Se quitó la remera y el pantalón, el barbijo y los guantes. Todo estaba adentro de la bolsa de consorcio. Quedó en bombacha. Echó Lisoform a las bolsas, se puso otro par de guantes, sacó los productos de las bolsas al tiempo que los rociaba con Lisoform. Cerró la bolsa de consorcio y la sacó al pasillo, esa sería la basura del día. Luego, tomó un trapo con lavandina y lavó cuidadosamente cada producto. Los guardó en su lugar correspondiente y una vez que terminó todo corrió a ducharse al baño.

Yo estuve observando todo desde el estrecho espacio entre la puerta y el piso. Inmediatamente llamé a una legión para que se acercara, no sin antes advertirles del trapo de piso con lavandina. Pudimos pasar sin ningún inconveniente, ni uno solo de nosotros lo tocó. Ya estábamos en el edificio desde hacía días, pero íbamos a atacar todos juntos a la vez.

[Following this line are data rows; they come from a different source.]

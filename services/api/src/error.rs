//! services/api/src/error.rs
//!
//! Defines the primary error type for the entire API service.

use crate::config::ConfigError;
use storygen_core::ports::PortError;

/// The primary error type for the `api` service.
#[derive(Debug, thiserror::Error)]
pub enum ApiError {
    /// Represents an error that occurred during configuration loading.
    #[error("Configuration error: {0}")]
    Config(#[from] ConfigError),

    /// Represents an error that propagated up from one of the core service ports.
    #[error("Service Port Error: {0}")]
    Port(#[from] PortError),

    /// Represents an error from the underlying database library.
    #[error("Database Error: {0}")]
    Database(#[from] sqlx::Error),

    /// Represents a standard Input/Output error (e.g., binding to a network socket).
    #[error("IO error: {0}")]
    Io(#[from] std::io::Error),

    /// A catch-all for any other unexpected errors.
    #[error("An unexpected internal error occurred: {0}")]
    Internal(String),
}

Cuando ella salió del baño fue el momento justo para atacar. Vimos que sus manos sangraban, fuimos directo a ellas. Nos bañamos en su sangre mientras ella intentaba curarse las heridas con gasas, pero sin alcohol, ya que eso le ardería demasiado.

En poco tiempo la dominamos por completo, no solo a ella sino a todo el edificio. Habíamos llegado desde Italia, pero no como sus bisabuelos que habían tenido que viajar en barco. Nosotros viajamos más “rápidamente” y “cómodamente”. Es más, viajamos en primera clase. Ahora íbamos a seguir ese proceso de inmigración que años antes habían comenzado otras bacterias; pero en este caso, la destrucción iba a ser de una vez y para siempre. Nada de invasiones ni de conquistas, lo nuestro era epidemia.

Yo supe enseguida que me había contagiado; me di cuenta por la tos, la fiebre, los dolores musculares y los calambres. No iba a volver a salir a la calle y no iba a ir al médico,  porque no quería sentirme peor de lo que me sentía, rodeada de enfermos. Abrí el balcón y me arrojé desde el séptimo piso, directo a la solitaria avenida Corrientes. Grité como loca mientras caía, estaba horrorizada porque al empujarme de la baranda del balcón las manos me habían quedado sucias.